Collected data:

- - -

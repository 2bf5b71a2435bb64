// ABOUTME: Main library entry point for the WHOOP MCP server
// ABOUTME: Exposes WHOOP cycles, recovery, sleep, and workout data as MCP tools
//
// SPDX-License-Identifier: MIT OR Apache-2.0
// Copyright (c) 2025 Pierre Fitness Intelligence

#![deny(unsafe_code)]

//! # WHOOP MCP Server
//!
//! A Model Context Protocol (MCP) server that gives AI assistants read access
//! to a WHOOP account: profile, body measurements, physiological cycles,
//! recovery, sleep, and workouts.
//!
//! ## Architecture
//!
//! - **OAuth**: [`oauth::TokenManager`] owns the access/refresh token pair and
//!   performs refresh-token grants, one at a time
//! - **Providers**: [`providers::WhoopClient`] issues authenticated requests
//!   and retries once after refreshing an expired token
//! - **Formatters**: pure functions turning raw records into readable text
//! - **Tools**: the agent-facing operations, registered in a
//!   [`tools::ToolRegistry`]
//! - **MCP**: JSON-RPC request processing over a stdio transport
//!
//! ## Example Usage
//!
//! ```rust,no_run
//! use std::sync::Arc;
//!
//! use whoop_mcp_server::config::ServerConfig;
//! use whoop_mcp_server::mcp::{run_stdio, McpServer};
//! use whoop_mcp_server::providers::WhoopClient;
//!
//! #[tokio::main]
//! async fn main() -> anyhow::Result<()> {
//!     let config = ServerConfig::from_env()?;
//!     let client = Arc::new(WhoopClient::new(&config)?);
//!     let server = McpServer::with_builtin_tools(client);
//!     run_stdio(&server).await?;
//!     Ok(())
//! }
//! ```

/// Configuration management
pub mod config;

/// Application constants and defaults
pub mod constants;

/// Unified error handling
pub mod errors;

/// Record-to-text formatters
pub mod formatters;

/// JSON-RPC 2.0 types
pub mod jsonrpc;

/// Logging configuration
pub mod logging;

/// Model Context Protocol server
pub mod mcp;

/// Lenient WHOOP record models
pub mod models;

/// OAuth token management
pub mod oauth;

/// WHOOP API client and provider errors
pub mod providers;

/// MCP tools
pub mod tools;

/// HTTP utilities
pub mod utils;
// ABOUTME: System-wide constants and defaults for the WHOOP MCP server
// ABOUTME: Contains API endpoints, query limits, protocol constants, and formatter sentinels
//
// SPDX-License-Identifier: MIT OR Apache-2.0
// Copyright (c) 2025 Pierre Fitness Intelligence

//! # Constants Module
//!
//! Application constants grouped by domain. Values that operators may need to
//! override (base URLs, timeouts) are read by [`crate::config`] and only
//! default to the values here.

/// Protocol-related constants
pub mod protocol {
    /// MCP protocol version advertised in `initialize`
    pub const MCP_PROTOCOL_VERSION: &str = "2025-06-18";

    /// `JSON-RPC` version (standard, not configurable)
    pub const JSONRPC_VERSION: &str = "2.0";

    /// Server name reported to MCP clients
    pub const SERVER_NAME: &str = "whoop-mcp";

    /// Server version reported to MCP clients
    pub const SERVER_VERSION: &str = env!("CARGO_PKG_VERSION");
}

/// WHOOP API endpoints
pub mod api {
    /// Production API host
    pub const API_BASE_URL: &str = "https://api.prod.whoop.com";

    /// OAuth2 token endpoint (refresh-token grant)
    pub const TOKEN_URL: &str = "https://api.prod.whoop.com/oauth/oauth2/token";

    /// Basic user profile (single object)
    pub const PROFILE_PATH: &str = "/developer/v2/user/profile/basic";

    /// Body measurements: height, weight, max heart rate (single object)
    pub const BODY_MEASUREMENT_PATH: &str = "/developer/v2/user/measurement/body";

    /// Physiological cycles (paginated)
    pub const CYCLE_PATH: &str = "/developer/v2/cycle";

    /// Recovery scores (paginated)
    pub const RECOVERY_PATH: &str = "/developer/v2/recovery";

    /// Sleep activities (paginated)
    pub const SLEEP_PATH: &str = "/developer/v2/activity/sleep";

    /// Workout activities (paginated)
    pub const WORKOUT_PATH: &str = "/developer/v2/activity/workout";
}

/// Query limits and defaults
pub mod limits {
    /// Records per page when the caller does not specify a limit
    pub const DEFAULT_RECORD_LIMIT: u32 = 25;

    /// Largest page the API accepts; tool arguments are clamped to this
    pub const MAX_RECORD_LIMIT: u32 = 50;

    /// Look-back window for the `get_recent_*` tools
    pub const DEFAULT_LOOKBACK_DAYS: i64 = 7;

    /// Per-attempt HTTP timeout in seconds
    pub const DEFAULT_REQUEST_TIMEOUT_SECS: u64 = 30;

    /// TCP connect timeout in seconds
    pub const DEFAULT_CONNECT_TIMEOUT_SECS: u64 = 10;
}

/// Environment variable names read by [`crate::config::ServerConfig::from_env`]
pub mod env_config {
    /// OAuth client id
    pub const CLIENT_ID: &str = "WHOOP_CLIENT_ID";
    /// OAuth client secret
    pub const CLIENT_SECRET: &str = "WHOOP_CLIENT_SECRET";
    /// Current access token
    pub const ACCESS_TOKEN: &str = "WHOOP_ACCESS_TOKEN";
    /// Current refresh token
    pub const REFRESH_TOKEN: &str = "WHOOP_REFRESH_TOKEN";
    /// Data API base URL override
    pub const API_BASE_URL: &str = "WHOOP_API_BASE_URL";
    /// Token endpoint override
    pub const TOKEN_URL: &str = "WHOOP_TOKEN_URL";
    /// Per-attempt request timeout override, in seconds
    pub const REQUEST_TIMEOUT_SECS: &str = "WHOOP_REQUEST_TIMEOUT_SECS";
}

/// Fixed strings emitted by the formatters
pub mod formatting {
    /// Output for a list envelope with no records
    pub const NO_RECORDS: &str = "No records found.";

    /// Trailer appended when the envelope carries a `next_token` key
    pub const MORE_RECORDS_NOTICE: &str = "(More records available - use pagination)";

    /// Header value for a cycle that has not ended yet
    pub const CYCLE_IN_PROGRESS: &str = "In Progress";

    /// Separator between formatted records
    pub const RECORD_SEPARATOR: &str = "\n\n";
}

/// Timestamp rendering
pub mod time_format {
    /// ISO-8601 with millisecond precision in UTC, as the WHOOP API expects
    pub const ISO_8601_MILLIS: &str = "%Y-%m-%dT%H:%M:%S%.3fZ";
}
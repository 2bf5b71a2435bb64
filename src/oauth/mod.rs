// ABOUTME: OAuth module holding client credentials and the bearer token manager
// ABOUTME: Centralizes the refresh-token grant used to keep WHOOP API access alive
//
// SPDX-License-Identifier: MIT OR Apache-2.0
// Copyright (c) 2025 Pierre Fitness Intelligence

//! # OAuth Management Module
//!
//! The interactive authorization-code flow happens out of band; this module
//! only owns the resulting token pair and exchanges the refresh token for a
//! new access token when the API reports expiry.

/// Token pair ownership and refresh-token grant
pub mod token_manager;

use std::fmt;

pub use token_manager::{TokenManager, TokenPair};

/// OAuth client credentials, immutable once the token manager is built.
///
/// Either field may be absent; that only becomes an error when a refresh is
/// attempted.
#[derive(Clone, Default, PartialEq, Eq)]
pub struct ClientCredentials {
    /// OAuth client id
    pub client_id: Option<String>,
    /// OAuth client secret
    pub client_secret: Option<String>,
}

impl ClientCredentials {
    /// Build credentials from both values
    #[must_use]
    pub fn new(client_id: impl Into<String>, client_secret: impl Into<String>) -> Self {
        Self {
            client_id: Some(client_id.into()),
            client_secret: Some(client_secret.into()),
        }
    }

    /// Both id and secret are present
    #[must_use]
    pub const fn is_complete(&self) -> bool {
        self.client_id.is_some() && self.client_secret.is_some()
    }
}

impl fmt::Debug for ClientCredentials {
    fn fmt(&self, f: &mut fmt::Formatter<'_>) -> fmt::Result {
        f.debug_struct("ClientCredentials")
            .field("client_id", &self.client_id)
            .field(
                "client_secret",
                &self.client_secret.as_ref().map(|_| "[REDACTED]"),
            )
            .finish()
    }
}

- - -

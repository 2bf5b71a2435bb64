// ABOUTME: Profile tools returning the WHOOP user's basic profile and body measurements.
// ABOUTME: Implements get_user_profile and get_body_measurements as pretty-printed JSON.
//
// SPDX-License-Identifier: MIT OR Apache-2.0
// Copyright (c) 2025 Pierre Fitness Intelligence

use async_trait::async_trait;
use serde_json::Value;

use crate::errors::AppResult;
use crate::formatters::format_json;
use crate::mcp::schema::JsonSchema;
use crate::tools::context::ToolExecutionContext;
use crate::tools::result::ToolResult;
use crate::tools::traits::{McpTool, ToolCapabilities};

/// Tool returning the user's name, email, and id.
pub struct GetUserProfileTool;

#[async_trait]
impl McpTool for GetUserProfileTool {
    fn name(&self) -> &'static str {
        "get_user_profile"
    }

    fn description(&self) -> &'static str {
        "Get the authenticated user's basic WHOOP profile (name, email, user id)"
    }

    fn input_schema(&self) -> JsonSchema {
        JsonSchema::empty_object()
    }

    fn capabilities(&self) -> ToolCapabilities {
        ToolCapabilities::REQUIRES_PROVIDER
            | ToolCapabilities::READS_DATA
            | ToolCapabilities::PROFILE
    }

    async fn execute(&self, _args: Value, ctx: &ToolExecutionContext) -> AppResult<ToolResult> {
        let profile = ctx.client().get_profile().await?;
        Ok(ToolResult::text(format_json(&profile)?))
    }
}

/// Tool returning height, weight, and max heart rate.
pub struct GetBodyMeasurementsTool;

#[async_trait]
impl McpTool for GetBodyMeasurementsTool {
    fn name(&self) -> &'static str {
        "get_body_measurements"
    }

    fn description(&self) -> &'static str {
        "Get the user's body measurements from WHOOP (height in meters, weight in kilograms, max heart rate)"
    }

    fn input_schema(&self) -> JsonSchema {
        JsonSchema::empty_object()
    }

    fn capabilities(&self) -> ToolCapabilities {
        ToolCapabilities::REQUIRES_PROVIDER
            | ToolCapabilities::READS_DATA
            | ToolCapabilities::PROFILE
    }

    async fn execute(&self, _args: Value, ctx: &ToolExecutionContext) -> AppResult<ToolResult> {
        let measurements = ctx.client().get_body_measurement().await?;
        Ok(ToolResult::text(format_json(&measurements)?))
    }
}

- - -

» **WHAT YOU HAVE TO DO**: What you give back should be only the lines of the records above, starting at the line with "pub const BODY_MEASUREMENT_PATH: &str" and ending at the line with "Environment variable names", restated word for word.

» **SOLUTION**:
    pub const BODY_MEASUREMENT_PATH: &str = "/developer/v2/user/measurement/body";

    /// Physiological cycles (paginated)
    pub const CYCLE_PATH: &str = "/developer/v2/cycle";

    /// Recovery scores (paginated)
    pub const RECOVERY_PATH: &str = "/developer/v2/recovery";

    /// Sleep activities (paginated)
    pub const SLEEP_PATH: &str = "/developer/v2/activity/sleep";

    /// Workout activities (paginated)
    pub const WORKOUT_PATH: &str = "/developer/v2/activity/workout";
}

/// Query limits and defaults
pub mod limits {
    /// Records per page when the caller does not specify a limit
    pub const DEFAULT_RECORD_LIMIT: u32 = 25;

    /// Largest page the API accepts; tool arguments are clamped to this
    pub const MAX_RECORD_LIMIT: u32 = 50;

    /// Look-back window for the `get_recent_*` tools
    pub const DEFAULT_LOOKBACK_DAYS: i64 = 7;

    /// Per-attempt HTTP timeout in seconds
    pub const DEFAULT_REQUEST_TIMEOUT_SECS: u64 = 30;

    /// TCP connect timeout in seconds
    pub const DEFAULT_CONNECT_TIMEOUT_SECS: u64 = 10;
}

/// Environment variable names read by [`crate::config::ServerConfig::from_env`]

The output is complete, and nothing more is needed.